Conversation With A Master“, posted from Cannes on 5.20.16:

I spoke this afternoon with renowned Romanian director Cristian Mungiu, whose ethical drama Graduation (a.k.a. Bacalaureat) was universally praised after screening yesterday morning. I called it “a fascinating slow-build drama about ethics, parental love, compromised values and what most of us would call soft corruption.”

We discussed the film’s view of things, which is basically how capitulating to soft corruption can seem at first like nothing but that it can slightly weaken your fibre and make you susceptible to harder forms down the road.

Accepting and living with a certain amount of soft corruption is par for the course in my realm. It greases the wheels in this and that way. If you’re at all involved with the hurly burly, you know the truth of this. “This world is so full of crap you’re going to get into it whether you’re careful or not” — a quote from what film?

I mentioned a story I passed along yesterday about my father having persuaded a Rutgers professor to give him a passing grade despite having failed a final exam, which was definitely a soft ethical lapse. Mungiu smiled and said, “Life is complicated.”


Graduation director Cristian Mungiu — Friday, 5.20, 2:30 pm.

We talked about Cristian’s two kids, ages 6 and 11, and the mostly older films he’s been showing them. Mungiu feels it’s better to expose them to classic silents at an early age before they become accustomed to today’s noisier, faster fare and lose the patience to absorb the artistry of Buster Keaton.
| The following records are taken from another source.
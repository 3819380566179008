use std::collections::HashMap;

use crate::domain::bin_record::BinRecord;

#[derive(Debug, Clone, PartialEq, Eq)]
pub enum Observation {
    Inserted,
    /// Same id seen again; the newer record replaced the stored one in place.
    Replaced,
    /// The record shared an address with a poorer record under another id,
    /// which was removed in its favour.
    Superseded { evicted_id: String },
    Dropped(DropReason),
}

#[derive(Debug, Clone, PartialEq, Eq)]
pub enum DropReason {
    MissingId,
    DuplicateAddress { kept_id: String },
}

#[derive(Debug, Clone, Copy, Default, PartialEq, Eq)]
pub struct ReconcileReport {
    pub input: usize,
    pub output: usize,
    pub dropped_missing_id: usize,
    pub dropped_duplicates: usize,
    pub replaced: usize,
    pub superseded: usize,
}

impl ReconcileReport {
    pub fn removed(&self) -> usize {
        self.input - self.output
    }
}

/// Order-stable merge of bin records into one record per id and per
/// non-empty normalized address.
///
/// Slots are kept in first-seen order; evicted slots become `None` so that
/// indices held by the lookup maps stay valid.
#[derive(Debug, Default)]
pub struct Reconciler {
    slots: Vec<Option<BinRecord>>,
    by_id: HashMap<String, usize>,
    by_address: HashMap<String, usize>,
    report: ReconcileReport,
}

impl Reconciler {
    pub fn new() -> Self {
        Self::default()
    }

    pub fn observe(&mut self, bin: BinRecord) -> Observation {
        self.report.input += 1;

        let observation = self.apply(bin);
        match &observation {
            Observation::Inserted => {}
            Observation::Replaced => self.report.replaced += 1,
            Observation::Superseded { .. } => self.report.superseded += 1,
            Observation::Dropped(DropReason::MissingId) => self.report.dropped_missing_id += 1,
            Observation::Dropped(DropReason::DuplicateAddress { .. }) => {
                self.report.dropped_duplicates += 1;
            }
        }

        observation
    }

    pub fn finish(self) -> Vec<BinRecord> {
        self.slots.into_iter().flatten().collect()
    }

    pub fn finish_with_report(self) -> (Vec<BinRecord>, ReconcileReport) {
        let mut report = self.report;
        let bins = self.finish();
        report.output = bins.len();
        (bins, report)
    }

    fn apply(&mut self, bin: BinRecord) -> Observation {
        if !bin.has_identity() {
            return Observation::Dropped(DropReason::MissingId);
        }

        let own_slot = self.by_id.get(&bin.id).copied();
        let address_key = bin.normalized_address();

        let conflicting_slot = address_key
            .as_ref()
            .and_then(|key| self.by_address.get(key).copied())
            .filter(|slot| Some(*slot) != own_slot);

        let mut evicted_id = None;
        if let Some(slot) = conflicting_slot
            && let Some(existing) = self.slots[slot].as_ref()
        {
            if bin.has_richness_signal() && !existing.has_richness_signal() {
                evicted_id = Some(self.evict(slot));
            } else {
                return Observation::Dropped(DropReason::DuplicateAddress {
                    kept_id: existing.id.clone(),
                });
            }
        }

        self.accept(bin, own_slot, address_key, evicted_id)
    }

    fn accept(
        &mut self,
        bin: BinRecord,
        own_slot: Option<usize>,
        address_key: Option<String>,
        evicted_id: Option<String>,
    ) -> Observation {
        let (slot, replaced) = match own_slot {
            Some(slot) => {
                self.release_address(slot);
                self.slots[slot] = Some(bin);
                (slot, true)
            }
            None => {
                let slot = self.slots.len();
                self.by_id.insert(bin.id.clone(), slot);
                self.slots.push(Some(bin));
                (slot, false)
            }
        };

        if let Some(key) = address_key {
            self.by_address.insert(key, slot);
        }

        match (evicted_id, replaced) {
            (Some(evicted_id), _) => Observation::Superseded { evicted_id },
            (None, true) => Observation::Replaced,
            (None, false) => Observation::Inserted,
        }
    }

    fn evict(&mut self, slot: usize) -> String {
        self.release_address(slot);
        let evicted = self.slots[slot].take().map(|bin| bin.id).unwrap_or_default();
        self.by_id.remove(&evicted);
        evicted
    }

    fn release_address(&mut self, slot: usize) {
        let key = self.slots[slot]
            .as_ref()
            .and_then(BinRecord::normalized_address);

        if let Some(key) = key
            && self.by_address.get(&key) == Some(&slot)
        {
            self.by_address.remove(&key);
        }
    }
}

pub fn deduplicate_bins<I>(bins: I) -> Vec<BinRecord>
where
    I: IntoIterator<Item = BinRecord>,
{
    deduplicate_bins_with_report(bins).0
}

pub fn deduplicate_bins_with_report<I>(bins: I) -> (Vec<BinRecord>, ReconcileReport)
where
    I: IntoIterator<Item = BinRecord>,
{
    let mut reconciler = Reconciler::new();
    for bin in bins {
        reconciler.observe(bin);
    }
    reconciler.finish_with_report()
}

/// Applies `bin` as the latest write to `bins`: an existing record with the
/// same id is replaced in place, otherwise it is appended. Address conflicts
/// follow the same policy as [`deduplicate_bins`], so the result is always a
/// reconciler fixed point.
pub fn add_or_update_bin<I>(bins: I, bin: BinRecord) -> Vec<BinRecord>
where
    I: IntoIterator<Item = BinRecord>,
{
    let mut reconciler = Reconciler::new();
    for existing in deduplicate_bins(bins) {
        reconciler.observe(existing);
    }

    let bin_id = bin.id.clone();
    match reconciler.observe(bin) {
        Observation::Dropped(reason) => {
            tracing::debug!(bin_id = %bin_id, reason = ?reason, "bin write not applied");
        }
        Observation::Superseded { evicted_id } => {
            tracing::debug!(bin_id = %bin_id, evicted_id = %evicted_id, "bin write superseded duplicate");
        }
        Observation::Inserted | Observation::Replaced => {}
    }

    reconciler.finish()
}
We talked about his association with the Dardennes brothers, who are among the producers of Graduation. The film was also produced by Mungiu’s Mobra Films, Pascal Caucheteux and Grégoire Sorlat of Why Not Productions, Vincent Maraval of Wild Bunch, and Jean Labadie of Le Pacte.

I mentioned the enormous respect that he earned after 4 Months, 3 Weeks 2 Days and Beyond The Hills, and whether he might consider making a film with American actors, and if he’s been reluctant to do this out of concern that his vision and way of working might be diluted or compromised by this. His answer was more or less “yeah, kind of” but that it’s entirely possible that the right actors with the right attitude might be a fit.

Mungiu also explained that he doesn’t do “coverage” (master shots, over-the-shoulder shots) when he shoots, and that this might be an issue should he collaborate with American producers.